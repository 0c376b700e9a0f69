//! Behavior switches for instructions whose meaning differs between
//! historical interpreters.

use serde::{Serialize, Deserialize};
use std::str::FromStr;

/// Which register `8XY6` and `8XYE` shift.
#[derive(Debug, Clone, Copy, Default, PartialEq, Eq, Serialize, Deserialize)]
#[serde(rename_all = "lowercase")]
pub enum ShiftSource {
    /// Shift VY and store the result in VX (original COSMAC VIP).
    #[default]
    Vy,
    /// Shift VX in place and ignore VY (CHIP-48 / SUPER-CHIP).
    Vx,
}

impl FromStr for ShiftSource {
    type Err = String;

    fn from_str(s: &str) -> Result<Self, Self::Err> {
        match s.to_ascii_lowercase().as_str() {
            "vy" | "vip" | "legacy" => Ok(ShiftSource::Vy),
            "vx" | "schip" | "modern" => Ok(ShiftSource::Vx),
            other => Err(format!("unknown shift source '{}' (expected vy or vx)", other)),
        }
    }
}

/// Compatibility settings consulted by the executor.
#[derive(Debug, Clone, Copy, Default, PartialEq, Eq, Serialize, Deserialize)]
#[serde(default)]
pub struct Quirks {
    pub shift_source: ShiftSource,
}

impl Quirks {
    /// The later CHIP-48 convention.
    pub fn modern() -> Self {
        Self { shift_source: ShiftSource::Vx }
    }
}
//! Status surface polled by the external shard reconciler.
//!
//! The shard deploys resources whose dependencies are ready, tears down those
//! whose dependencies are deleted, and reports the outcome back here.

use std::fmt;
use std::sync::Arc;

use serde::{Deserialize, Serialize};
use smartevents_model::{
    Bridge, ManagedResource, ManagedResourceStatus, Processor, ResourceId,
    ResourceType,
};
use tracing::{debug, info, warn};

use crate::error::{Result, WorkError};
use crate::resources::ResourceRepository;

/// A resource the shard has to act on.
#[derive(Clone, Debug)]
pub enum ShardResource {
    Bridge(Bridge),
    Processor(Processor),
}

impl ShardResource {
    pub fn id(&self) -> ResourceId {
        match self {
            ShardResource::Bridge(bridge) => bridge.id,
            ShardResource::Processor(processor) => processor.id,
        }
    }

    pub fn status(&self) -> ManagedResourceStatus {
        match self {
            ShardResource::Bridge(bridge) => bridge.status,
            ShardResource::Processor(processor) => processor.status,
        }
    }
}

/// Status reported by the shard for one resource.
#[derive(Clone, Debug, Serialize, Deserialize)]
pub struct ResourceStatusUpdate {
    pub id: ResourceId,
    pub resource_type: ResourceType,
    pub status: ManagedResourceStatus,
    #[serde(default, skip_serializing_if = "Option::is_none")]
    pub error: Option<String>,
}

/// Whether a resource's dependencies have progressed far enough for the
/// shard to take over.
fn needs_shard<R: ManagedResource>(resource: &R) -> bool {
    let status = resource.status();
    let dependency = resource.dependency_status();
    (status.is_create_path() && dependency == Some(ManagedResourceStatus::Ready))
        || (status.is_delete_path()
            && dependency == Some(ManagedResourceStatus::Deleted))
}

#[derive(Clone)]
pub struct ShardResourceService {
    resources: Arc<dyn ResourceRepository>,
}

impl fmt::Debug for ShardResourceService {
    fn fmt(&self, f: &mut fmt::Formatter<'_>) -> fmt::Result {
        f.debug_struct("ShardResourceService").finish_non_exhaustive()
    }
}

impl ShardResourceService {
    pub fn new(resources: Arc<dyn ResourceRepository>) -> Self {
        Self { resources }
    }

    /// Bridges first, then processors, each in submission order.
    pub async fn find_to_deploy_or_delete(
        &self,
        shard_id: &str,
    ) -> Result<Vec<ShardResource>> {
        let bridges = self.resources.find_bridges_by_shard(shard_id).await?;
        let processors = self.resources.find_processors_by_shard(shard_id).await?;

        let pending: Vec<ShardResource> = bridges
            .into_iter()
            .filter(|bridge| needs_shard(bridge))
            .map(ShardResource::Bridge)
            .chain(
                processors
                    .into_iter()
                    .filter(|processor| needs_shard(processor))
                    .map(ShardResource::Processor),
            )
            .collect();
        debug!(shard_id, count = pending.len(), "Resources awaiting shard");
        Ok(pending)
    }

    /// Applies a status reported by the shard.
    ///
    /// `DELETED` removes the resource record. A bridge is only removed once
    /// no hidden processor references it.
    pub async fn update_status(&self, update: ResourceStatusUpdate) -> Result<()> {
        if let Some(error) = update.error.as_deref() {
            warn!(
                resource_id = %update.id,
                resource_type = %update.resource_type,
                status = %update.status,
                "Shard reported error: {error}"
            );
        }
        match update.resource_type {
            ResourceType::Bridge => self.update_bridge(update).await,
            ResourceType::Processor => self.update_processor(update).await,
            ResourceType::Connector => Err(WorkError::InvalidState(format!(
                "connector {} status is owned by the connector worker",
                update.id
            ))),
        }
    }

    async fn update_bridge(&self, update: ResourceStatusUpdate) -> Result<()> {
        let mut bridge = self
            .resources
            .find_bridge(update.id)
            .await?
            .ok_or_else(|| WorkError::NotFound(format!("bridge {}", update.id)))?;

        if update.status == ManagedResourceStatus::Deleted {
            let hidden = self.resources.find_hidden_processors(bridge.id).await?;
            if !hidden.is_empty() {
                return Err(WorkError::Conflict(format!(
                    "bridge {} still has {} hidden processor(s)",
                    bridge.id,
                    hidden.len()
                )));
            }
            self.resources.delete_bridge(bridge.id).await?;
            info!(bridge_id = %bridge.id, "Bridge deleted");
            return Ok(());
        }

        apply(&mut bridge, update.status);
        self.resources.persist_bridge(bridge).await?;
        Ok(())
    }

    async fn update_processor(&self, update: ResourceStatusUpdate) -> Result<()> {
        let mut processor = self
            .resources
            .find_processor(update.id)
            .await?
            .ok_or_else(|| WorkError::NotFound(format!("processor {}", update.id)))?;

        if update.status == ManagedResourceStatus::Deleted {
            self.resources.delete_processor(processor.id).await?;
            info!(processor_id = %processor.id, "Processor deleted");
            return Ok(());
        }

        apply(&mut processor, update.status);
        self.resources.persist_processor(processor).await?;
        Ok(())
    }
}

fn apply<R: ManagedResource>(resource: &mut R, status: ManagedResourceStatus) {
    resource.set_status(status);
    if status == ManagedResourceStatus::Ready {
        resource.mark_published();
    }
}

Task item: Report each line in the entries where the string "enum" occurs.

Output for this exercise:
pub enum ShiftSource {
pub enum ShardResource {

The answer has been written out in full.